Year of Mercy More Than Two Centuries in the Making

COMMENTARY: The jubilee year, with this renewed emphasis on the God who is rich in mercy extends to the 19th century and the depredations of the French Revolution.

Pope Francis opens the Holy Door of St. Peter's Basilica, opening the Jubilee of Mercy,
Pope Francis opens the Holy Door of St. Peter's Basilica, opening the Jubilee of Mercy, (photo: Rex Features via AP Images)

When Pope Francis opens the holy door for the Jubilee of Mercy on Dec. 8 in Rome, he will be drawing attention in a pastorally imaginative and compelling way to the conviction, growing in the Church for nearly two centuries, that the mercy of God is at the heart of her proclamation to the world.
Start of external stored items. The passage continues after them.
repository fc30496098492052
use chrono::Utc;
use metrics::counter;
use rust_decimal::Decimal;
use sqlx::SqlitePool;
use tracing::{debug, info, warn};

use crate::config::NotificationsConfig;
use crate::models::{
    Alert, AlertKind, AlertState, NewNotificationLog, NotificationLog, NotificationStatus, Product,
};
use crate::plugins::{NotificationEvent, PluginManager};
use crate::utils::error::Result;

#[derive(Debug, Clone, Copy, PartialEq, Eq)]
pub struct AlertSettings {
    pub notify_target_reached: bool,
    pub notify_price_drop: bool,
}

impl Default for AlertSettings {
    fn default() -> Self {
        Self {
            notify_target_reached: true,
            notify_price_drop: true,
        }
    }
}

impl From<&NotificationsConfig> for AlertSettings {
    fn from(config: &NotificationsConfig) -> Self {
        Self {
            notify_target_reached: config.notify_target_reached,
            notify_price_drop: config.notify_price_drop,
        }
    }
}

/// Decides whether `price` warrants an alert.
///
/// `previous` is the latest observation stored before `price`. Every alert
/// lowers the notified level, and only a price strictly below it can fire
/// again, so each level alerts at most once. When the target is reached and
/// the price also dropped, a single `TargetReached` alert is emitted.
pub fn decide(
    product: &Product,
    previous: Option<Decimal>,
    price: Decimal,
    state: Option<&AlertState>,
    settings: &AlertSettings,
) -> Option<AlertKind> {
    if state.is_some_and(|s| price >= s.last_notified_price) {
        return None;
    }

    let target_reached = product.target_price.is_some_and(|target| price <= target);
    if settings.notify_target_reached && target_reached {
        return Some(AlertKind::TargetReached);
    }

    let dropped = previous.is_some_and(|previous| price < previous);
    if settings.notify_price_drop && dropped {
        return Some(AlertKind::PriceDrop);
    }

    None
}

/// Evaluates new prices against alert rules and delivers fired alerts.
#[derive(Clone)]
pub struct AlertEvaluator {
    pool: SqlitePool,
    notifiers: PluginManager,
    settings: AlertSettings,
}

impl AlertEvaluator {
    pub fn new(pool: SqlitePool, notifiers: PluginManager, settings: AlertSettings) -> Self {
        Self {
            pool,
            notifiers,
            settings,
        }
    }

    pub fn settings(&self) -> AlertSettings {
        self.settings
    }

    pub async fn load_state(&self, product_id: &str) -> Result<Option<AlertState>> {
        let state = sqlx::query_as::<_, AlertState>(
            "SELECT product_id, last_notified_price, last_notified_at FROM alert_state WHERE product_id = ?",
        )
        .bind(product_id)
        .fetch_optional(&self.pool)
        .await?;

        Ok(state)
    }

    /// Moves the notified level to `price` only if it is still `seen`.
    /// Returns false when another check changed the state first.
    async fn claim_level(&self, product_id: &str, seen: Option<&AlertState>, price: Decimal) -> Result<bool> {
        let result = match seen {
            None => {
                sqlx::query(
                    "INSERT INTO alert_state (product_id, last_notified_price, last_notified_at) VALUES (?, ?, ?) \
                     ON CONFLICT(product_id) DO NOTHING",
                )
                .bind(product_id)
                .bind(price.to_string())
                .bind(Utc::now())
                .execute(&self.pool)
                .await?
            }
            Some(seen) => {
                sqlx::query(
                    "UPDATE alert_state SET last_notified_price = ?, last_notified_at = ? \
                     WHERE product_id = ? AND last_notified_price = ?",
                )
                .bind(price.to_string())
                .bind(Utc::now())
                .bind(product_id)
                .bind(seen.last_notified_price.to_string())
                .execute(&self.pool)
                .await?
            }
        };

        Ok(result.rows_affected() == 1)
    }

    /// Applies the alert rules to a freshly observed price. When an alert
    /// fires the alert state is moved to `price` before returning; of several
    /// concurrent checks at the same level only one fires.
    pub async fn evaluate(
        &self,
        product: &Product,
        previous: Option<Decimal>,
        price: Decimal,
    ) -> Result<Option<Alert>> {
        loop {
            let state = self.load_state(&product.id).await?;

            let Some(kind) = decide(product, previous, price, state.as_ref(), &self.settings) else {
                debug!("No alert for {} at {}", product.id, price);
                return Ok(None);
            };

            // The level only ever moves down, so a lost race ends in `decide`
            if !self.claim_level(&product.id, state.as_ref(), price).await? {
                debug!("Alert state of {} changed concurrently, re-evaluating", product.id);
                continue;
            }

            counter!("price_alerts_total", "kind" => kind.as_str()).increment(1);
            info!("Alert {} fired for {} at {}", kind, product.name, price);

            return Ok(Some(Alert::new(product, kind, price, previous)));
        }
    }

    /// Sends the alert on every channel and logs each attempt. Returns the
    /// number of successful deliveries.
    pub async fn dispatch(&self, alert: &Alert) -> Result<usize> {
        let event = NotificationEvent::from(alert);
        let deliveries = self.notifiers.dispatch(&event).await;
        let mut sent = 0;

        for (channel, outcome) in deliveries {
            let (status, error) = match outcome {
                Ok(_) => {
                    sent += 1;
                    (NotificationStatus::Sent, None)
                }
                Err(e) => {
                    counter!("notifications_failed_total", "channel" => channel.clone()).increment(1);
                    (NotificationStatus::Failed, Some(e))
                }
            };

            let log = NotificationLog::new(NewNotificationLog {
                product_id: alert.product_id.clone(),
                kind: alert.kind,
                price: alert.price,
                channel,
                status,
                error,
            });
            if let Err(e) = self.record(&log).await {
                warn!("Failed to record notification for {}: {}", alert.product_id, e);
            }
        }

        Ok(sent)
    }

    async fn record(&self, log: &NotificationLog) -> Result<()> {
        sqlx::query(
            "INSERT INTO notification_log (id, product_id, kind, price, channel, status, error, timestamp) \
             VALUES (?, ?, ?, ?, ?, ?, ?, ?)",
        )
        .bind(&log.id)
        .bind(&log.product_id)
        .bind(log.kind.as_str())
        .bind(log.price.to_string())
        .bind(&log.channel)
        .bind(log.status.as_str())
        .bind(&log.error)
        .bind(log.timestamp)
        .execute(&self.pool)
        .await?;

        Ok(())
    }

    /// Most recent delivery attempts, newest first.
    pub async fn recent_notifications(&self, product_id: Option<&str>, limit: i64) -> Result<Vec<NotificationLog>> {
        let logs = match product_id {
            Some(product_id) => {
                sqlx::query_as::<_, NotificationLog>(
                    "SELECT * FROM notification_log WHERE product_id = ? ORDER BY timestamp DESC LIMIT ?",
                )
                .bind(product_id)
                .bind(limit)
                .fetch_all(&self.pool)
                .await?
            }
            None => {
                sqlx::query_as::<_, NotificationLog>(
                    "SELECT * FROM notification_log ORDER BY timestamp DESC LIMIT ?",
                )
                .bind(limit)
                .fetch_all(&self.pool)
                .await?
            }
        };

        Ok(logs)
    }
}
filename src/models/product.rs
use chrono::{DateTime, Utc};
use rust_decimal::Decimal;
use serde::{Deserialize, Serialize};
use sqlx::sqlite::SqliteRow;
use sqlx::{FromRow, Row};
use std::fmt;
use validator::Validate;

use crate::models::{decimal_column, generate_id};

#[derive(Debug, Clone, Serialize, Deserialize, PartialEq)]
pub struct Product {
    pub id: String,
    pub name: String,
    pub url: String,
    /// CSS selector for the price element; common selectors are tried when absent.
    pub selector: Option<String>,
    pub target_price: Option<Decimal>,

    // Schedule
    pub auto_track: bool,
    /// Overrides the configured default interval.
    pub check_interval_minutes: Option<u32>,

    // Last check
    pub current_price: Option<Decimal>,
    pub last_checked: Option<DateTime<Utc>>,
    pub last_error: Option<String>,
    pub error_count: i64,

    // Metadata
    pub created_at: DateTime<Utc>,
    pub updated_at: DateTime<Utc>,
}

#[derive(Debug, Clone, Serialize, Deserialize, Validate)]
pub struct NewProduct {
    #[validate(length(min = 1, message = "product name must not be empty"))]
    pub name: String,
    #[validate(url(message = "product URL is not a valid URL"))]
    pub url: String,
    pub selector: Option<String>,
    pub target_price: Option<Decimal>,
    pub auto_track: Option<bool>,
    pub check_interval_minutes: Option<u32>,
}

/// Partial update. The nested options on `selector` and `target_price`
/// distinguish "leave alone" (`None`) from "clear" (`Some(None)`).
#[derive(Debug, Clone, Default, Serialize, Deserialize)]
pub struct UpdateProduct {
    pub name: Option<String>,
    pub url: Option<String>,
    pub selector: Option<Option<String>>,
    pub target_price: Option<Option<Decimal>>,
    pub auto_track: Option<bool>,
    pub check_interval_minutes: Option<Option<u32>>,
}

#[derive(Debug, Clone, Copy, PartialEq, Eq, Serialize, Deserialize)]
#[serde(rename_all = "snake_case")]
pub enum ProductStatus {
    Tracking,
    Manual,
    Failing,
    TargetReached,
}

impl fmt::Display for ProductStatus {
    fn fmt(&self, f: &mut fmt::Formatter<'_>) -> fmt::Result {
        let label = match self {
            ProductStatus::Tracking => "Tracking",
            ProductStatus::Manual => "Manual",
            ProductStatus::Failing => "Failing",
            ProductStatus::TargetReached => "Target Reached!",
        };
        f.write_str(label)
    }
}

impl Product {
    pub fn new(new_product: NewProduct) -> Self {
        let now = Utc::now();
        Self {
            id: generate_id(),
            name: new_product.name.trim().to_string(),
            url: new_product.url.trim().to_string(),
            selector: normalize_selector(new_product.selector),
            target_price: new_product.target_price,
            auto_track: new_product.auto_track.unwrap_or(true),
            check_interval_minutes: new_product.check_interval_minutes,
            current_price: None,
            last_checked: None,
            last_error: None,
            error_count: 0,
            created_at: now,
            updated_at: now,
        }
    }

    pub fn update(&mut self, update: UpdateProduct) {
        if let Some(name) = update.name {
            self.name = name.trim().to_string();
        }
        if let Some(url) = update.url {
            self.url = url.trim().to_string();
        }
        if let Some(selector) = update.selector {
            self.selector = normalize_selector(selector);
        }
        if let Some(target_price) = update.target_price {
            self.target_price = target_price;
        }
        if let Some(auto_track) = update.auto_track {
            self.auto_track = auto_track;
        }
        if let Some(interval) = update.check_interval_minutes {
            self.check_interval_minutes = interval;
        }

        self.updated_at = Utc::now();
    }

    pub fn interval_minutes(&self, default_minutes: u64) -> u64 {
        self.check_interval_minutes
            .map(u64::from)
            .unwrap_or(default_minutes)
    }

    pub fn target_reached(&self) -> bool {
        matches!(
            (self.current_price, self.target_price),
            (Some(current), Some(target)) if current <= target
        )
    }

    pub fn status(&self) -> ProductStatus {
        if self.target_reached() {
            ProductStatus::TargetReached
        } else if self.error_count > 0 {
            ProductStatus::Failing
        } else if self.auto_track {
            ProductStatus::Tracking
        } else {
            ProductStatus::Manual
        }
    }
}

fn normalize_selector(selector: Option<String>) -> Option<String> {
    selector
        .map(|s| s.trim().to_string())
        .filter(|s| !s.is_empty())
}

impl<'r> FromRow<'r, SqliteRow> for Product {
    fn from_row(row: &'r SqliteRow) -> Result<Self, sqlx::Error> {
        let interval: Option<i64> = row.try_get("check_interval_minutes")?;
        Ok(Self {
            id: row.try_get("id")?,
            name: row.try_get("name")?,
            url: row.try_get("url")?,
            selector: row.try_get("selector")?,
            target_price: decimal_column(row, "target_price")?,
            auto_track: row.try_get("auto_track")?,
            check_interval_minutes: interval.and_then(|m| u32::try_from(m).ok()),
            current_price: decimal_column(row, "current_price")?,
            last_checked: row.try_get("last_checked")?,
            last_error: row.try_get("last_error")?,
            error_count: row.try_get("error_count")?,
            created_at: row.try_get("created_at")?,
            updated_at: row.try_get("updated_at")?,
        })
    }
}
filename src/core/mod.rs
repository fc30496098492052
pub mod alerts;
pub mod database;
pub mod export;
pub mod extractor;
pub mod history;
pub mod product_manager;
pub mod scheduler;
pub mod scraper;
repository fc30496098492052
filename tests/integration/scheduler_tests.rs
use super::*;
use price_tracker::core::scheduler::JobStatus;
use price_tracker::models::UpdateProduct;

#[tokio::test(flavor = "multi_thread")]
async fn test_scheduler_follows_store() -> anyhow::Result<()> {
    let env = create_test_env().await?;
    let scheduler = env.ctx.scheduler().await?;
    scheduler.start().await?;

    let a = add_product(&env, "/a", None).await?;
    let b = add_product(&env, "/b", None).await?;

    let report = scheduler.sync_products().await?;
    assert_eq!(report.scheduled, 2);

    env.ctx
        .product_manager
        .update_product(
            &b.id,
            UpdateProduct {
                auto_track: Some(false),
                ..Default::default()
            },
        )
        .await?;

    let report = scheduler.sync_products().await?;
    assert_eq!(report.unscheduled, 1);
    assert!(scheduler.get_job_info(&a.id).await.is_some());
    assert!(scheduler.get_job_info(&b.id).await.is_none());

    scheduler.shutdown().await?;
    Ok(())
}

#[tokio::test(flavor = "multi_thread")]
async fn test_run_job_now_records_failures() -> anyhow::Result<()> {
    let env = create_test_env().await?;
    let scheduler = env.ctx.scheduler().await?;
    let product = add_product(&env, "/offline", None).await?;
    scheduler.schedule_product(&product).await?;

    let result = scheduler.run_job_now(&product.id).await?;
    assert!(!result.success);

    let job = scheduler.get_job_info(&product.id).await.unwrap();
    assert_eq!(job.status, JobStatus::Error);
    assert_eq!(job.error_count, 1);
    assert!(job.last_error.is_some());

    serve_price(&env, "/offline", "42").await;
    scheduler.run_job_now(&product.id).await?;
    let job = scheduler.get_job_info(&product.id).await.unwrap();
    assert_eq!(job.status, JobStatus::Active);
    assert_eq!(job.run_count, 2);
    Ok(())
}
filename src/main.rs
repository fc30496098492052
use anyhow::{Context, Result};
use clap::Parser;

use price_tracker::cli::{self, Cli};
use price_tracker::{AppConfig, telemetry};

#[tokio::main]
async fn main() -> Result<()> {
    dotenvy::dotenv().ok();

    let cli = Cli::parse();
    let config = AppConfig::load(cli.config.as_deref()).context("failed to load configuration")?;

    // Keeps the file writer flushing until exit
    let _guard = telemetry::init_tracing(&config.logging)?;

    if config.metrics.enabled {
        telemetry::install_metrics(&config.metrics)?;
    }

    tracing::debug!("Starting price tracker");
    cli::run(cli, config).await
}
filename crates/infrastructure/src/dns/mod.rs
pub mod transport;
use crate::dns_message::{Message, Question};
use crate::dns_record::{RecordClass, RecordType};
use crate::domain_name::DomainName;
use crate::errors::QueryError;
use std::fmt;
use std::net::IpAddr;
use std::str::FromStr;
use std::sync::Arc;

pub const DEFAULT_HOST: &str = "8.8.8.8";
pub const DEFAULT_PORT: u16 = 53;
pub const DEFAULT_TRANSACTION_ID: u16 = 0xAAAA;

/// Where a query is sent. The host may be an IP literal or a name the
/// transport resolves.
#[derive(Debug, Clone, PartialEq, Eq, Hash)]
pub struct Endpoint {
    pub host: Arc<str>,
    pub port: u16,
}

impl Endpoint {
    pub fn new(host: impl Into<Arc<str>>, port: u16) -> Self {
        Self {
            host: host.into(),
            port,
        }
    }

    pub fn ip(&self) -> Option<IpAddr> {
        self.host.parse().ok()
    }
}

impl Default for Endpoint {
    fn default() -> Self {
        Self::new(DEFAULT_HOST, DEFAULT_PORT)
    }
}

impl fmt::Display for Endpoint {
    fn fmt(&self, f: &mut fmt::Formatter<'_>) -> fmt::Result {
        if self.host.contains(':') {
            write!(f, "[{}]:{}", self.host, self.port)
        } else {
            write!(f, "{}:{}", self.host, self.port)
        }
    }
}

fn parse_host_port(s: &str) -> Option<(&str, u16)> {
    if let Some(rest) = s.strip_prefix('[') {
        let (host, rest) = rest.split_once(']')?;
        let port = match rest.strip_prefix(':') {
            Some(port) => port.parse::<u16>().ok()?,
            None if rest.is_empty() => DEFAULT_PORT,
            None => return None,
        };
        return Some((host, port));
    }
    if s.parse::<IpAddr>().is_ok() {
        return Some((s, DEFAULT_PORT));
    }
    match s.rsplit_once(':') {
        Some((host, port)) => Some((host, port.parse::<u16>().ok()?)),
        None => Some((s, DEFAULT_PORT)),
    }
}

impl FromStr for Endpoint {
    type Err = String;

    /// Accepts `host`, `host:port`, a bare IPv6 literal, or `[v6]:port`.
    fn from_str(s: &str) -> Result<Self, Self::Err> {
        match parse_host_port(s.trim()) {
            Some((host, port)) if !host.is_empty() => Ok(Endpoint::new(host, port)),
            _ => Err(format!(
                "Invalid server '{}'. Expected HOST, HOST:PORT or [IPv6]:PORT",
                s
            )),
        }
    }
}

/// Everything one query transaction needs to know.
#[derive(Debug, Clone, PartialEq, Eq)]
pub struct QueryRequest {
    pub endpoint: Endpoint,
    pub domain: DomainName,
    pub record_type: RecordType,
    pub class: RecordClass,
    pub transaction_id: u16,
}

impl QueryRequest {
    pub fn new(domain: DomainName, record_type: RecordType) -> Self {
        Self {
            endpoint: Endpoint::default(),
            domain,
            record_type,
            class: RecordClass::IN,
            transaction_id: DEFAULT_TRANSACTION_ID,
        }
    }

    /// Validates `domain` and builds an A query against the default server.
    pub fn parse(domain: &str) -> Result<Self, QueryError> {
        Ok(Self::new(DomainName::parse(domain)?, RecordType::A))
    }

    pub fn with_endpoint(mut self, endpoint: Endpoint) -> Self {
        self.endpoint = endpoint;
        self
    }

    pub fn with_record_type(mut self, record_type: RecordType) -> Self {
        self.record_type = record_type;
        self
    }

    pub fn with_transaction_id(mut self, id: u16) -> Self {
        self.transaction_id = id;
        self
    }

    pub fn question(&self) -> Question {
        Question::new(self.domain.clone(), self.record_type).with_class(self.class)
    }

    /// The query message sent for this request: one question, RD set.
    pub fn to_message(&self) -> Message {
        Message::query(self.transaction_id, self.question())
    }
}

#[cfg(test)]
mod tests {
    use super::*;

    #[test]
    fn test_endpoint_parsing() {
        assert_eq!("1.1.1.1".parse::<Endpoint>().unwrap(), Endpoint::new("1.1.1.1", 53));
        assert_eq!(
            "dns.google:5353".parse::<Endpoint>().unwrap(),
            Endpoint::new("dns.google", 5353)
        );
        assert_eq!(
            "2001:4860:4860::8888".parse::<Endpoint>().unwrap(),
            Endpoint::new("2001:4860:4860::8888", 53)
        );
        assert_eq!(
            "[::1]:5300".parse::<Endpoint>().unwrap(),
            Endpoint::new("::1", 5300)
        );
        assert!("host:notaport".parse::<Endpoint>().is_err());
        assert!(":53".parse::<Endpoint>().is_err());
    }

    #[test]
    fn test_endpoint_display_brackets_ipv6() {
        assert_eq!(Endpoint::new("::1", 53).to_string(), "[::1]:53");
        assert_eq!(Endpoint::default().to_string(), "8.8.8.8:53");
    }

    #[test]
    fn test_request_defaults() {
        let request = QueryRequest::parse("example.com").unwrap();
        assert_eq!(request.endpoint, Endpoint::new("8.8.8.8", 53));
        assert_eq!(request.record_type, RecordType::A);
        assert_eq!(request.class, RecordClass::IN);
        assert_eq!(request.transaction_id, 0xAAAA);
    }

    #[test]
    fn test_request_message_has_single_recursive_question() {
        let message = QueryRequest::parse("example.com")
            .unwrap()
            .with_record_type(RecordType::TXT)
            .with_transaction_id(7)
            .to_message();

        assert_eq!(message.id(), 7);
        assert!(message.header().recursion_desired);
        assert!(!message.header().is_response);
        assert_eq!(message.questions().len(), 1);
        assert_eq!(message.questions()[0].record_type, RecordType::TXT);
    }
}
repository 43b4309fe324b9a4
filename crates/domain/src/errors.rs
use crate::dns_message::ResponseCode;
use crate::dns_record::RecordType;
use thiserror::Error;

/// Structural problems found while decoding a DNS message.
#[derive(Error, Debug, Clone, PartialEq, Eq)]
pub enum DecodeError {
    #[error("Message truncated: {len} bytes is shorter than the 12-byte header")]
    Truncated { len: usize },

    #[error("Unexpected end of message at offset {offset}: needed {needed} more bytes")]
    UnexpectedEnd { offset: usize, needed: usize },

    #[error("Compression pointer at offset {offset} targets {target}, outside the message")]
    PointerOutOfRange { offset: usize, target: usize },

    #[error("Compression pointer at offset {offset} targets {target}, which is not behind the name")]
    PointerNotBackward { offset: usize, target: usize },

    #[error("Too many compression pointers in name starting at offset {offset}")]
    TooManyPointers { offset: usize },

    #[error("Reserved label type 0x{byte:02x} at offset {offset}")]
    ReservedLabelType { offset: usize, byte: u8 },

    #[error("Domain name starting at offset {offset} exceeds 255 bytes")]
    NameTooLong { offset: usize },

    #[error("{record_type} record data declared {declared} bytes but {consumed} were parsed")]
    RDataLength {
        record_type: RecordType,
        declared: u16,
        consumed: usize,
    },

    #[error("{remaining} trailing bytes after the last declared record at offset {offset}")]
    TrailingData { offset: usize, remaining: usize },
}

impl DecodeError {
    /// True when the buffer could not even hold a header.
    pub fn is_truncated(&self) -> bool {
        matches!(self, DecodeError::Truncated { .. })
    }
}

/// Failures reported by a datagram transport.
#[derive(Error, Debug, Clone, PartialEq, Eq)]
pub enum TransportError {
    #[error("Transport connection is not ready")]
    NotReady,

    #[error("Failed to resolve {host}: {reason}")]
    Resolve { host: String, reason: String },

    #[error("Failed to bind UDP socket: {0}")]
    Bind(String),

    #[error("Failed to connect to {server}: {reason}")]
    Connect { server: String, reason: String },

    #[error("Failed to send UDP query to {server}: {reason}")]
    Send { server: String, reason: String },

    #[error("Failed to receive UDP response from {server}: {reason}")]
    Receive { server: String, reason: String },

    #[error("Transport connection refused by {server}")]
    ConnectionRefused { server: String },

    #[error("Transport closed by {server}")]
    Closed { server: String },
}

/// The single error a query delivers when it does not produce a message.
#[derive(Error, Debug, Clone, PartialEq, Eq)]
pub enum QueryError {
    #[error("Transport connection is not ready")]
    TransportNotReady,

    #[error("Response datagram was incomplete")]
    ResponseIncomplete,

    #[error("Malformed DNS response: {0}")]
    Malformed(#[from] DecodeError),

    #[error("Query cancelled")]
    Cancelled,

    #[error("Query finished without a result")]
    Unknown,

    #[error(transparent)]
    Transport(TransportError),

    #[error("Invalid domain name: {0}")]
    InvalidDomainName(String),

    #[error("Server responded with {0}")]
    ServerError(ResponseCode),
}

impl From<TransportError> for QueryError {
    fn from(err: TransportError) -> Self {
        match err {
            TransportError::NotReady => QueryError::TransportNotReady,
            other => QueryError::Transport(other),
        }
    }
}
“The theme of mercy has been strongly accentuated in the life of the Church, since Pope Paul VI,” Pope Francis said recently, in an interview with Credere, the journal of the jubilee year. “John Paul II stressed it strongly with Dives in Misericordia [his encyclical on mercy], the canonization of St. Faustina and the institution of the feast of Divine Mercy on the octave of Easter. In line with this, I felt that it is somewhat a desire of the Lord to show his mercy to humanity. … It is the relatively recent renewal of a tradition that has, however, always existed.”

Of course, the mercy of God has been central to the Christian Gospel since the beginning. Indeed, the title of St. John Paul II’s encyclical, Dives in Misericordia, is biblical, taken from St. Paul, who writes that God is “rich in mercy” (Ephesians 2:4). The Holy Father, though, is right to note that, in recent times, the Church’s magisterium has emphasized Divine Mercy in a more urgent way.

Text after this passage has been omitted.